Exercise inputs below:

//! # Retry Backoff Timer
//!
//! This module provides the exponential-with-cap retry timer shared by every
//! state machine in the crate. A state machine arms the timer when it enters a
//! retrying state, calls [`Backoff::retry`] on each attempt, and polls
//! [`Backoff::is_expired`] on subsequent ticks to decide whether the next
//! attempt is due.
//!
//! The delay for attempt `n` is `min(base * 2^n, max)`. The retry count is
//! only ever reset through [`Backoff::begin`] or [`Backoff::rearm`];
//! [`Backoff::reconfigure`] changes the delay policy mid-sequence while
//! keeping the count, which is how a state machine switches from one retry
//! cadence to another without forgetting how long it has been trying.

use embassy_time::{Duration, Instant};

/// Exponential retry timer over the monotonic clock.
///
/// All deadline math takes the current [`Instant`] as an explicit argument so
/// state machines stay deterministic under test.
#[derive(Debug, Clone)]
pub struct Backoff {
    base: Duration,
    max: Duration,
    delay: Duration,
    deadline: Instant,
    retry_count: u32,
}

impl Backoff {
    /// Creates an idle timer with the given policy.
    ///
    /// The retry count is zero and the deadline is treated as already
    /// expired, so the first attempt is never delayed.
    pub const fn new(base: Duration, max: Duration) -> Self {
        Self {
            base,
            max,
            delay: base,
            deadline: Instant::from_ticks(0),
            retry_count: 0,
        }
    }

    /// Resets the retry count to zero and arms the deadline at `base`.
    pub fn begin(&mut self, now: Instant, base: Duration, max: Duration) {
        self.rearm(base, max);
        self.reload(now);
    }

    /// Resets the retry count and policy without touching the clock.
    ///
    /// The deadline is left in the expired position, so the next tick
    /// proceeds immediately. This is the variant message handlers use: they
    /// are restricted to plain field assignment and do not carry a clock.
    pub fn rearm(&mut self, base: Duration, max: Duration) {
        self.retry_count = 0;
        self.base = base;
        self.max = max;
        self.delay = base;
        self.deadline = Instant::from_ticks(0);
    }

    /// Changes the delay policy while keeping the retry count.
    ///
    /// Used when the failure class changes mid-sequence, e.g. from the
    /// subscribe cadence to the much more patient attach cadence.
    pub fn reconfigure(&mut self, now: Instant, base: Duration, max: Duration) -> Duration {
        self.base = base;
        self.max = max;
        self.reload(now)
    }

    /// Records one more attempt and arms the next deadline.
    ///
    /// Returns the delay until that deadline.
    pub fn retry(&mut self, now: Instant) -> Duration {
        self.retry_count = self.retry_count.saturating_add(1);
        self.reload(now)
    }

    /// Resets the retry count, keeping policy and deadline.
    pub fn reset(&mut self) {
        self.retry_count = 0;
    }

    /// Whether at least one retry has happened since the last (re)arm.
    pub fn is_retry(&self) -> bool {
        self.retry_count > 0
    }

    /// Whether the current deadline has passed.
    pub fn is_expired(&self, now: Instant) -> bool {
        now > self.deadline
    }

    /// Number of retries since the last (re)arm.
    pub fn retry_count(&self) -> u32 {
        self.retry_count
    }

    /// The delay armed by the most recent reload.
    pub fn wait_time(&self) -> Duration {
        self.delay
    }

    fn reload(&mut self, now: Instant) -> Duration {
        let factor = 1u64.checked_shl(self.retry_count).unwrap_or(u64::MAX);
        let millis = self.base.as_millis().saturating_mul(factor);
        self.delay = Duration::from_millis(millis.min(self.max.as_millis()));
        self.deadline = now + self.delay;
        self.delay
    }
}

End of Exercise inputs.

What the task requires - Print the records again in their entirety, character for character.

Task output -
//! # Retry Backoff Timer
//!
//! This module provides the exponential-with-cap retry timer shared by every
//! state machine in the crate. A state machine arms the timer when it enters a
//! retrying state, calls [`Backoff::retry`] on each attempt, and polls
//! [`Backoff::is_expired`] on subsequent ticks to decide whether the next
//! attempt is due.
//!
//! The delay for attempt `n` is `min(base * 2^n, max)`. The retry count is
//! only ever reset through [`Backoff::begin`] or [`Backoff::rearm`];
//! [`Backoff::reconfigure`] changes the delay policy mid-sequence while
//! keeping the count, which is how a state machine switches from one retry
//! cadence to another without forgetting how long it has been trying.

use embassy_time::{Duration, Instant};

/// Exponential retry timer over the monotonic clock.
///
/// All deadline math takes the current [`Instant`] as an explicit argument so
/// state machines stay deterministic under test.
#[derive(Debug, Clone)]
pub struct Backoff {
    base: Duration,
    max: Duration,
    delay: Duration,
    deadline: Instant,
    retry_count: u32,
}

impl Backoff {
    /// Creates an idle timer with the given policy.
    ///
    /// The retry count is zero and the deadline is treated as already
    /// expired, so the first attempt is never delayed.
    pub const fn new(base: Duration, max: Duration) -> Self {
        Self {
            base,
            max,
            delay: base,
            deadline: Instant::from_ticks(0),
            retry_count: 0,
        }
    }

    /// Resets the retry count to zero and arms the deadline at `base`.
    pub fn begin(&mut self, now: Instant, base: Duration, max: Duration) {
        self.rearm(base, max);
        self.reload(now);
    }

    /// Resets the retry count and policy without touching the clock.
    ///
    /// The deadline is left in the expired position, so the next tick
    /// proceeds immediately. This is the variant message handlers use: they
    /// are restricted to plain field assignment and do not carry a clock.
    pub fn rearm(&mut self, base: Duration, max: Duration) {
        self.retry_count = 0;
        self.base = base;
        self.max = max;
        self.delay = base;
        self.deadline = Instant::from_ticks(0);
    }

    /// Changes the delay policy while keeping the retry count.
    ///
    /// Used when the failure class changes mid-sequence, e.g. from the
    /// subscribe cadence to the much more patient attach cadence.
    pub fn reconfigure(&mut self, now: Instant, base: Duration, max: Duration) -> Duration {
        self.base = base;
        self.max = max;
        self.reload(now)
    }

    /// Records one more attempt and arms the next deadline.
    ///
    /// Returns the delay until that deadline.
    pub fn retry(&mut self, now: Instant) -> Duration {
        self.retry_count = self.retry_count.saturating_add(1);
        self.reload(now)
    }

    /// Resets the retry count, keeping policy and deadline.
    pub fn reset(&mut self) {
        self.retry_count = 0;
    }

    /// Whether at least one retry has happened since the last (re)arm.
    pub fn is_retry(&self) -> bool {
        self.retry_count > 0
    }

    /// Whether the current deadline has passed.
    pub fn is_expired(&self, now: Instant) -> bool {
        now > self.deadline
    }

    /// Number of retries since the last (re)arm.
    pub fn retry_count(&self) -> u32 {
        self.retry_count
    }

    /// The delay armed by the most recent reload.
    pub fn wait_time(&self) -> Duration {
        self.delay
    }

    fn reload(&mut self, now: Instant) -> Duration {
        let factor = 1u64.checked_shl(self.retry_count).unwrap_or(u64::MAX);
        let millis = self.base.as_millis().saturating_mul(factor);
        self.delay = Duration::from_millis(millis.min(self.max.as_millis()));
        self.deadline = now + self.delay;
        self.delay
    }
}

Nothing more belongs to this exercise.